Three 5-Star Morningstar Rated ETFs to Keep on Your Watchlist
Past performance doesn't predict future performance, but credit is due when its due.
One of the metrics you may have come across as an ETF investor is the "Morningstar Rating." This rating system evaluates funds based on their historical performance relative to similar funds in their category. Each fund, once it has enough performance history, is categorized (e.g., large-cap blend) and compared quantitatively against its peers.
The highest rating, five stars, is awarded to a small handful of funds that have historically outperformed their category peers on a risk-adjusted basis. This rating system is a useful tool for investors looking to identify funds that have demonstrated superior performance.
Here’s a look at three five-star ETFs that are on my personal watchlist: the Pacer US Cash Cows 100 ETF (COWZ), the WisdomTree US Quality Dividend Growth ETF (DGRW), and the Amplify CWP Enhanced Dividend Income ETF (DIVO).
WisdomTree US Quality Dividend Growth ETF (DGRW)

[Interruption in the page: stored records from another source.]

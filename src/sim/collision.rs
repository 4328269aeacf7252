//! Ray picking against tile bounding spheres and drag planes

use glam::Vec3;

use super::state::{TileId, TileState};

/// A ray with a normalized direction
#[derive(Debug, Clone, Copy, PartialEq)]
pub struct Ray {
    pub origin: Vec3,
    pub dir: Vec3,
}

impl Ray {
    pub fn new(origin: Vec3, dir: Vec3) -> Self {
        Self {
            origin,
            dir: dir.normalize_or_zero(),
        }
    }

    pub fn at(&self, t: f32) -> Vec3 {
        self.origin + self.dir * t
    }
}

/// Distance along the ray to a sphere, `None` when it misses or lies behind.
/// A ray starting inside the sphere hits its far side.
pub fn ray_sphere(ray: &Ray, center: Vec3, radius: f32) -> Option<f32> {
    let oc = ray.origin - center;
    let b = oc.dot(ray.dir);
    let c = oc.dot(oc) - radius * radius;
    let discriminant = b * b - c;
    if discriminant < 0.0 {
        return None;
    }
    let sqrt_d = discriminant.sqrt();
    let near = -b - sqrt_d;
    if near >= 0.0 {
        return Some(near);
    }
    let far = -b + sqrt_d;
    (far >= 0.0).then_some(far)
}

/// Intersection with the plane through `point` with `normal`
pub fn ray_plane(ray: &Ray, point: Vec3, normal: Vec3) -> Option<Vec3> {
    let denom = ray.dir.dot(normal);
    if denom.abs() < 1e-6 {
        return None;
    }
    let t = (point - ray.origin).dot(normal) / denom;
    (t >= 0.0).then(|| ray.at(t))
}

/// Intersection with the plane `z = z` (drag plane, normal +Z)
pub fn ray_plane_z(ray: &Ray, z: f32) -> Option<Vec3> {
    ray_plane(ray, Vec3::new(0.0, 0.0, z), Vec3::Z)
}

/// Nearest tile under the ray, skipping `exclude` (the dragged tile)
pub fn pick_tile(ray: &Ray, tiles: &[TileState], exclude: Option<&TileId>) -> Option<(usize, f32)> {
    tiles
        .iter()
        .enumerate()
        .filter(|(_, tile)| Some(&tile.id) != exclude)
        .filter_map(|(i, tile)| {
            ray_sphere(ray, tile.visible.position, tile.bounding_radius()).map(|t| (i, t))
        })
        .min_by(|a, b| a.1.total_cmp(&b.1))
}

#[cfg(test)]
mod tests {
    use super::*;
    use crate::content::ContentItem;
    use crate::settings::SceneSettings;

    fn tile_at(id: &str, position: Vec3) -> TileState {
        TileState::new(ContentItem::new(id, id), position, &SceneSettings::default())
    }

    #[test]
    fn test_ray_sphere_hit_and_miss() {
        let ray = Ray::new(Vec3::new(0.0, 0.0, 10.0), Vec3::NEG_Z);
        let t = ray_sphere(&ray, Vec3::ZERO, 1.0).unwrap();
        assert!((t - 9.0).abs() < 1e-5);

        assert!(ray_sphere(&ray, Vec3::new(5.0, 0.0, 0.0), 1.0).is_none());
        // Behind the origin
        assert!(ray_sphere(&ray, Vec3::new(0.0, 0.0, 20.0), 1.0).is_none());
    }

    #[test]
    fn test_ray_sphere_from_inside() {
        let ray = Ray::new(Vec3::ZERO, Vec3::X);
        let t = ray_sphere(&ray, Vec3::ZERO, 2.0).unwrap();
        assert!((t - 2.0).abs() < 1e-5);
    }

    #[test]
    fn test_ray_plane_z() {
        let ray = Ray::new(Vec3::new(1.0, 2.0, 10.0), Vec3::NEG_Z);
        let hit = ray_plane_z(&ray, 3.0).unwrap();
        assert!((hit - Vec3::new(1.0, 2.0, 3.0)).length() < 1e-5);

        let parallel = Ray::new(Vec3::ZERO, Vec3::X);
        assert!(ray_plane_z(&parallel, 1.0).is_none());
    }

    #[test]
    fn test_pick_nearest_tile() {
        let tiles = vec![
            tile_at("far", Vec3::new(0.0, 0.0, -5.0)),
            tile_at("near", Vec3::new(0.0, 0.0, 2.0)),
            tile_at("aside", Vec3::new(10.0, 0.0, 0.0)),
        ];
        let ray = Ray::new(Vec3::new(0.0, 0.0, 20.0), Vec3::NEG_Z);
        let (index, _) = pick_tile(&ray, &tiles, None).unwrap();
        assert_eq!(tiles[index].id.as_str(), "near");

        // Dragged tile is transparent to picking
        let dragged = TileId::from("near");
        let (index, _) = pick_tile(&ray, &tiles, Some(&dragged)).unwrap();
        assert_eq!(tiles[index].id.as_str(), "far");
    }
}
//! Renderer binding
//!
//! The scene drives any renderer through `RenderBinding`: it creates one
//! object per tile, pushes transforms and geometry changes, and positions the
//! camera. `HeadlessRenderer` records those calls for the demo and tests.

pub mod camera;
pub mod instance;

use std::collections::BTreeMap;

use glam::Vec3;

pub use camera::{Camera, pixel_to_ndc};
pub use instance::TileInstance;

use crate::content::ContentItem;
use crate::sim::effects::TrailParticle;
use crate::sim::{GeometryShape, TileId};
use crate::transform::Transform;

/// Operations the scene needs from a renderer
pub trait RenderBinding {
    fn create_tile(&mut self, id: &TileId, item: &ContentItem, shape: GeometryShape);

    fn destroy_tile(&mut self, id: &TileId);

    fn set_transform(&mut self, id: &TileId, transform: &Transform);

    /// Replace a tile's geometry (`extents` at unit scale)
    fn set_shape(&mut self, id: &TileId, shape: GeometryShape, extents: Vec3);

    fn set_camera(&mut self, camera: &Camera);

    /// Per-frame instance data, index-aligned with tile order
    fn upload_instances(&mut self, _instances: &[TileInstance]) {}

    fn draw_effects(&mut self, _trail: &[TrailParticle], _lines: &[(Vec3, Vec3)]) {}
}

/// What the headless renderer knows about one tile
#[derive(Debug, Clone, PartialEq)]
pub struct HeadlessObject {
    pub title: String,
    pub shape: GeometryShape,
    pub transform: Transform,
}

/// Renderer that only records state
#[derive(Debug, Default)]
pub struct HeadlessRenderer {
    pub objects: BTreeMap<TileId, HeadlessObject>,
    pub camera: Option<Camera>,
    pub instances: Vec<TileInstance>,
    pub trail_len: usize,
    pub line_count: usize,
    pub shape_changes: usize,
}

impl HeadlessRenderer {
    pub fn new() -> Self {
        Self::default()
    }

    pub fn object(&self, id: &TileId) -> Option<&HeadlessObject> {
        self.objects.get(id)
    }
}

impl RenderBinding for HeadlessRenderer {
    fn create_tile(&mut self, id: &TileId, item: &ContentItem, shape: GeometryShape) {
        self.objects.insert(
            id.clone(),
            HeadlessObject {
                title: item.title.clone(),
                shape,
                transform: Transform::IDENTITY,
            },
        );
    }

    fn destroy_tile(&mut self, id: &TileId) {
        self.objects.remove(id);
    }

    fn set_transform(&mut self, id: &TileId, transform: &Transform) {
        if let Some(object) = self.objects.get_mut(id) {
            object.transform = *transform;
        }
    }

    fn set_shape(&mut self, id: &TileId, shape: GeometryShape, _extents: Vec3) {
        if let Some(object) = self.objects.get_mut(id) {
            object.shape = shape;
            self.shape_changes += 1;
        }
    }

    fn set_camera(&mut self, camera: &Camera) {
        self.camera = Some(*camera);
    }

    fn upload_instances(&mut self, instances: &[TileInstance]) {
        self.instances.clear();
        self.instances.extend_from_slice(instances);
    }

    fn draw_effects(&mut self, trail: &[TrailParticle], lines: &[(Vec3, Vec3)]) {
        self.trail_len = trail.len();
        self.line_count = lines.len();
    }
}
//! Name → calculator lookup over the closed set of layout modes

use super::calculators::{
    CarouselLayout, ConstellationLayout, GridLayout, SphereLayout, SpiralLayout, TimelineLayout,
    WaveLayout,
};
use super::{LayoutCalculator, LayoutMode, LayoutParams, LayoutResult};
use crate::error::LayoutError;

static GRID: GridLayout = GridLayout;
static SPIRAL: SpiralLayout = SpiralLayout;
static SPHERE: SphereLayout = SphereLayout;
static WAVE: WaveLayout = WaveLayout;
static CONSTELLATION: ConstellationLayout = ConstellationLayout;
static CAROUSEL: CarouselLayout = CarouselLayout;
static TIMELINE: TimelineLayout = TimelineLayout;

/// Static registry of every supported layout. There is no plugin mechanism:
/// the set of modes is exactly `LayoutMode::ALL`.
#[derive(Debug, Clone, Copy, Default)]
pub struct LayoutRegistry;

impl LayoutRegistry {
    pub fn new() -> Self {
        Self
    }

    /// Calculator for a mode
    pub fn calculator(&self, mode: LayoutMode) -> &'static dyn LayoutCalculator {
        match mode {
            LayoutMode::Grid => &GRID,
            LayoutMode::Spiral => &SPIRAL,
            LayoutMode::Sphere => &SPHERE,
            LayoutMode::Wave => &WAVE,
            LayoutMode::Constellation => &CONSTELLATION,
            LayoutMode::Carousel => &CAROUSEL,
            LayoutMode::Timeline => &TIMELINE,
        }
    }

    /// Resolve a mode by name; unknown names are an error, never a fallback
    pub fn lookup(&self, name: &str) -> Result<&'static dyn LayoutCalculator, LayoutError> {
        let mode: LayoutMode = name.parse()?;
        Ok(self.calculator(mode))
    }

    /// Calculate a layout by mode name
    pub fn calculate(
        &self,
        name: &str,
        item_count: usize,
        params: &LayoutParams,
    ) -> Result<LayoutResult, LayoutError> {
        self.lookup(name)?.calculate(item_count, params)
    }

    /// Names of all registered layouts
    pub fn available(&self) -> Vec<&'static str> {
        LayoutMode::ALL.iter().map(LayoutMode::as_str).collect()
    }
}

#[cfg(test)]
mod tests {
    use super::*;

    #[test]
    fn test_every_mode_resolves_to_its_calculator() {
        let registry = LayoutRegistry::new();
        for name in registry.available() {
            let calculator = registry.lookup(name).unwrap();
            assert_eq!(calculator.mode().as_str(), name);
        }
    }

    #[test]
    fn test_unknown_mode_is_rejected() {
        let registry = LayoutRegistry::new();
        let err = registry
            .calculate("exploded", 4, &LayoutParams::new())
            .unwrap_err();
        assert_eq!(err, LayoutError::UnknownMode("exploded".to_string()));
    }

    #[test]
    fn test_transform_count_matches_item_count() {
        let registry = LayoutRegistry::new();
        for name in registry.available() {
            for count in [0, 1, 2, 50] {
                let result = registry.calculate(name, count, &LayoutParams::new()).unwrap();
                assert_eq!(result.transforms.len(), count, "{name} with {count} items");
                assert_eq!(result.item_count, count);
            }
        }
    }
}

I find DGRW very impressive because it competes in the "U.S. Large Blend" category, where the venerable (and hard to beat) S&P 500 index also resides. Still, it has managed to achieve that coveted five-star Morningstar rating.
How? It has to do with its "fundamental indexing" approach. Unlike market-cap-weighted indexes, DGRW screens for growth based on long-term earnings growth expectations and also checks for quality by assessing three-year historical averages for return on equity and return on assets metrics.
Finally, the ETF weights its holdings annually based on the dividends expected from each company. Currently, you get a 1.49% 30-day SEC yield along with monthly distributions for a 0.28% expense ratio. It's not a high yield fund, but has historically delivered stellar total returns.
Pacer US Cash Cows 100 ETF (COWZ)

Despite its name, COWZ is actually more of a mid-cap value fund, and based on its historical performance and rating, one of the best ones.
The engine of this ETF is a methodology that takes the stocks held in the Russell 1000 index, ranks them by their trailing 12-month free cash flow yield, takes the top 100, and then weights them by free cash flow, subject to a 2% cap on individual holdings.
The result doesn't do much for dividends, but it provides ample exposure to the size and value factors, both of which have historically produced higher returns.
It's not the cheapest ETF out there at 0.49%, but its historical performance has shown that it can beat both the Russell 1000 and Russell 1000 value indexes.
Amplify CWP Enhanced Dividend Income ETF (DIVO)

The issue with many derivative income ETFs is that while most have high yields, their total returns often fall short. This is due to their typical strategy of systematically selling at-the-money (ATM) calls on a monthly basis, which caps the upside potential.
DIVO is a unique covered call ETF that circumvents this problem. Unlike most, its portfolio is actively managed and concentrated, holding high-conviction positions in 20-30 blue-chip stocks screened for quality and dividend growth.
Where DIVO truly shines is in its option-writing strategy. It employs a tactical approach, writing calls on individual stocks rather than the entire portfolio. This allows the ETF to adjust the coverage, strike price, and expiry for each holding, capitalizing on higher volatility, earnings events, or momentum, leaving some positions uncovered to retain their upside potential.
The distribution yield isn't as high as most covered call ETFs at 4.81%, but it's still substantial given the strong total returns. The 0.56% expense ratio is pretty average for its category.